» Data for processing:
□ □ □ □

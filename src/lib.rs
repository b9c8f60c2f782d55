// src/lib.rs

//! Repology to Wikidata reconciliation library

pub mod error;
pub mod models;
pub mod pipeline;
pub mod reports;
pub mod services;
pub mod store;
pub mod utils;
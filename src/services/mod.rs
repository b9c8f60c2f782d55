//! Service layer for the reconciliation bot.
//!
//! This module contains the Repology side of the data flow:
//! - Project feed access (`ProjectSource`)
//! - The HTTP implementation (`RepologyClient`)

mod repology;

use std::collections::BTreeMap;

use async_trait::async_trait;

use crate::error::Result;
use crate::models::PackageRecord;

pub use repology::RepologyClient;

/// One page of the project feed: project name to its packages.
pub type ProjectPage = BTreeMap<String, Vec<PackageRecord>>;

/// Trait for paginated project feeds.
#[async_trait]
pub trait ProjectSource: Send + Sync {
    /// Fetch the page starting at `cursor` (inclusive), or the first
    /// page when no cursor is given.
    async fn fetch_page(&self, cursor: Option<&str>) -> Result<ProjectPage>;
}
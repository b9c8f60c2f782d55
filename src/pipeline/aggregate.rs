// src/pipeline/aggregate.rs

//! Project aggregation over the paginated Repology feed.
//!
//! The feed is keyed by project name and paginated by the greatest name of
//! the previous page, which is included again at the start of the next
//! page. `ProjectPager` walks it as an explicit cursor and turns every page
//! into a batch of [`Project`]s.

use crate::error::Result;
use crate::models::Project;
use crate::services::ProjectSource;

/// Cursor over the project feed yielding one batch per page.
///
/// The sequence is finite and cannot be restarted.
pub struct ProjectPager<'a> {
    source: &'a dyn ProjectSource,
    to: Option<String>,
    cursor: Option<String>,
    continuation: bool,
    done: bool,
    seen: usize,
}

impl<'a> ProjectPager<'a> {
    /// Walk projects with names in `from..=to`; both bounds optional.
    pub fn new(source: &'a dyn ProjectSource, from: Option<&str>, to: Option<&str>) -> Self {
        Self {
            source,
            to: to.map(String::from),
            cursor: from.map(String::from),
            continuation: false,
            done: false,
            seen: 0,
        }
    }

    /// Number of projects yielded so far.
    pub fn seen(&self) -> usize {
        self.seen
    }

    /// Fetch the next batch of projects, `None` once the feed is exhausted.
    pub async fn next_batch(&mut self) -> Result<Option<Vec<Project>>> {
        while !self.done {
            let page = self.source.fetch_page(self.cursor.as_deref()).await?;

            // A continuation page only repeating the cursor means the end
            if page.is_empty() || (self.continuation && page.len() <= 1) {
                self.done = true;
                break;
            }

            let mut batch = Vec::with_capacity(page.len());
            for (name, packages) in &page {
                if self.continuation
                    && self
                        .cursor
                        .as_deref()
                        .is_some_and(|cursor| name.as_str() <= cursor)
                {
                    continue;
                }

                if self.to.as_deref().is_some_and(|to| name.as_str() > to) {
                    self.done = true;
                    break;
                }

                batch.push(Project::from_packages(name.as_str(), packages));

                if self.to.as_deref().is_some_and(|to| name.as_str() == to) {
                    self.done = true;
                    break;
                }
            }

            if !self.done {
                let last = page.keys().next_back().cloned();
                if self.continuation && last <= self.cursor {
                    log::warn!("Repology pagination stalled at {last:?}, stopping");
                    self.done = true;
                }
                self.cursor = last;
                self.continuation = true;
            }

            if !batch.is_empty() {
                self.seen += batch.len();
                return Ok(Some(batch));
            }
        }
        Ok(None)
    }
}
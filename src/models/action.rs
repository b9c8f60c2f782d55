// src/models/action.rs

//! Actions derived from comparing Repology with Wikidata.

use std::cmp::Ordering;

use serde::Serialize;

/// A proposed change or finding for one Wikidata item.
#[derive(Debug, Clone, PartialEq, Eq, Serialize)]
pub struct Action {
    /// Wikidata item id the action applies to
    pub item: String,

    /// Repology projects linked to the item, sorted
    pub project_names: Vec<String>,

    #[serde(flatten)]
    pub kind: ActionKind,
}

/// Classification outcome of an action.
///
/// Variant order is the reporting order.
#[derive(Debug, Clone, PartialEq, Eq, Serialize)]
#[serde(tag = "action", rename_all = "snake_case")]
pub enum ActionKind {
    /// Value packaged in Repology, absent from Wikidata (even deprecated)
    AddProperty {
        repo: String,
        prop: String,
        value: String,
        url: String,
    },

    /// Current Wikidata value not found in Repology
    RemoveProperty {
        repo: String,
        prop: String,
        value: String,
        url: String,
        history_urls: Vec<String>,
    },

    /// Wikidata holds a "no value" statement for the property
    NoValue { repo: String, prop: String },

    /// Too many Repology values to trust automatic edits
    TooManyValues {
        repo: String,
        prop: String,
        count: usize,
    },

    /// The project group links to more than one Wikidata item
    MultipleLinkingValues,
}

/// Fields compared, in order, when sorting actions of any kind.
type SortKey<'a> = (
    u8,
    Option<(&'a str, &'a str)>,
    Option<&'a str>,
    usize,
    Option<&'a str>,
    &'a [String],
);

impl ActionKind {
    /// Position of the variant in reporting order.
    pub fn rank(&self) -> u8 {
        match self {
            ActionKind::AddProperty { .. } => 0,
            ActionKind::RemoveProperty { .. } => 1,
            ActionKind::NoValue { .. } => 2,
            ActionKind::TooManyValues { .. } => 3,
            ActionKind::MultipleLinkingValues => 4,
        }
    }

    /// Short name of the variant.
    pub fn name(&self) -> &'static str {
        match self {
            ActionKind::AddProperty { .. } => "add_property",
            ActionKind::RemoveProperty { .. } => "remove_property",
            ActionKind::NoValue { .. } => "no_value",
            ActionKind::TooManyValues { .. } => "too_many_values",
            ActionKind::MultipleLinkingValues => "multiple_linking_values",
        }
    }

    /// Repository and property the action concerns, if any.
    pub fn repo_prop(&self) -> Option<(&str, &str)> {
        match self {
            ActionKind::AddProperty { repo, prop, .. }
            | ActionKind::RemoveProperty { repo, prop, .. }
            | ActionKind::NoValue { repo, prop }
            | ActionKind::TooManyValues { repo, prop, .. } => Some((repo, prop)),
            ActionKind::MultipleLinkingValues => None,
        }
    }

    /// Claim value the action concerns, if any.
    pub fn value(&self) -> Option<&str> {
        match self {
            ActionKind::AddProperty { value, .. } | ActionKind::RemoveProperty { value, .. } => {
                Some(value)
            }
            _ => None,
        }
    }

    fn url(&self) -> Option<&str> {
        match self {
            ActionKind::AddProperty { url, .. } | ActionKind::RemoveProperty { url, .. } => {
                Some(url)
            }
            _ => None,
        }
    }

    fn count(&self) -> usize {
        match self {
            ActionKind::TooManyValues { count, .. } => *count,
            _ => 0,
        }
    }

    fn history_urls(&self) -> &[String] {
        match self {
            ActionKind::RemoveProperty { history_urls, .. } => history_urls,
            _ => &[],
        }
    }

    /// Explicit comparison key: kind, repo, prop, value, then the rest.
    fn sort_key(&self) -> SortKey<'_> {
        (
            self.rank(),
            self.repo_prop(),
            self.value(),
            self.count(),
            self.url(),
            self.history_urls(),
        )
    }
}

impl Ord for ActionKind {
    fn cmp(&self, other: &Self) -> Ordering {
        self.sort_key().cmp(&other.sort_key())
    }
}

impl PartialOrd for ActionKind {
    fn partial_cmp(&self, other: &Self) -> Option<Ordering> {
        Some(self.cmp(other))
    }
}

impl Ord for Action {
    fn cmp(&self, other: &Self) -> Ordering {
        self.item
            .cmp(&other.item)
            .then_with(|| self.project_names.cmp(&other.project_names))
            .then_with(|| self.kind.cmp(&other.kind))
    }
}

impl PartialOrd for Action {
    fn partial_cmp(&self, other: &Self) -> Option<Ordering> {
        Some(self.cmp(other))
    }
}

#[cfg(test)]
mod tests {
    use super::*;

    fn add(repo: &str, value: &str) -> ActionKind {
        ActionKind::AddProperty {
            repo: repo.into(),
            prop: "P1".into(),
            value: value.into(),
            url: format!("https://example.com/{value}"),
        }
    }

    #[test]
    fn test_kind_rank_orders_by_declaration() {
        let mut kinds = vec![
            ActionKind::MultipleLinkingValues,
            ActionKind::TooManyValues {
                repo: "a".into(),
                prop: "P1".into(),
                count: 3,
            },
            ActionKind::NoValue {
                repo: "a".into(),
                prop: "P1".into(),
            },
            add("z", "z"),
        ];
        kinds.sort();
        let names: Vec<_> = kinds.iter().map(ActionKind::name).collect();
        assert_eq!(
            names,
            vec![
                "add_property",
                "no_value",
                "too_many_values",
                "multiple_linking_values",
            ]
        );
    }

    #[test]
    fn test_same_kind_orders_by_repo_then_value() {
        let mut kinds = vec![add("gentoo", "b"), add("arch", "z"), add("gentoo", "a")];
        kinds.sort();
        let values: Vec<_> = kinds.iter().filter_map(ActionKind::value).collect();
        assert_eq!(values, vec!["z", "a", "b"]);
    }

    #[test]
    fn test_serializes_with_action_tag() {
        let action = Action {
            item: "Q1".into(),
            project_names: vec!["foo".into()],
            kind: ActionKind::NoValue {
                repo: "gentoo".into(),
                prop: "P3499".into(),
            },
        };
        let json = serde_json::to_value(&action).unwrap();
        assert_eq!(json["action"], "no_value");
        assert_eq!(json["item"], "Q1");
        assert_eq!(json["repo"], "gentoo");
    }
}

□ □ □ □

Copy nothing beyond the line containing "pub fn seen(&self)". Transcribe exactly from the first line of the entries down to that line, inclusive.

filename src/lib.rs
repository b9c8f60c2f782d55
// src/lib.rs

//! Repology to Wikidata reconciliation library

pub mod error;
pub mod models;
pub mod pipeline;
pub mod reports;
pub mod services;
pub mod store;
pub mod utils;
filename src/services/mod.rs
repository b9c8f60c2f782d55
//! Service layer for the reconciliation bot.
//!
//! This module contains the Repology side of the data flow:
//! - Project feed access (`ProjectSource`)
//! - The HTTP implementation (`RepologyClient`)

mod repology;

use std::collections::BTreeMap;

use async_trait::async_trait;

use crate::error::Result;
use crate::models::PackageRecord;

pub use repology::RepologyClient;

/// One page of the project feed: project name to its packages.
pub type ProjectPage = BTreeMap<String, Vec<PackageRecord>>;

/// Trait for paginated project feeds.
#[async_trait]
pub trait ProjectSource: Send + Sync {
    /// Fetch the page starting at `cursor` (inclusive), or the first
    /// page when no cursor is given.
    async fn fetch_page(&self, cursor: Option<&str>) -> Result<ProjectPage>;
}
repository b9c8f60c2f782d55
filename src/pipeline/aggregate.rs
// src/pipeline/aggregate.rs

//! Project aggregation over the paginated Repology feed.
//!
//! The feed is keyed by project name and paginated by the greatest name of
//! the previous page, which is included again at the start of the next
//! page. `ProjectPager` walks it as an explicit cursor and turns every page
//! into a batch of [`Project`]s.

use crate::error::Result;
use crate::models::Project;
use crate::services::ProjectSource;

/// Cursor over the project feed yielding one batch per page.
///
/// The sequence is finite and cannot be restarted.
pub struct ProjectPager<'a> {
    source: &'a dyn ProjectSource,
    to: Option<String>,
    cursor: Option<String>,
    continuation: bool,
    done: bool,
    seen: usize,
}

impl<'a> ProjectPager<'a> {
    /// Walk projects with names in `from..=to`; both bounds optional.
    pub fn new(source: &'a dyn ProjectSource, from: Option<&str>, to: Option<&str>) -> Self {
        Self {
            source,
            to: to.map(String::from),
            cursor: from.map(String::from),
            continuation: false,
            done: false,
            seen: 0,
        }
    }

    /// Number of projects yielded so far.
    pub fn seen(&self) -> usize {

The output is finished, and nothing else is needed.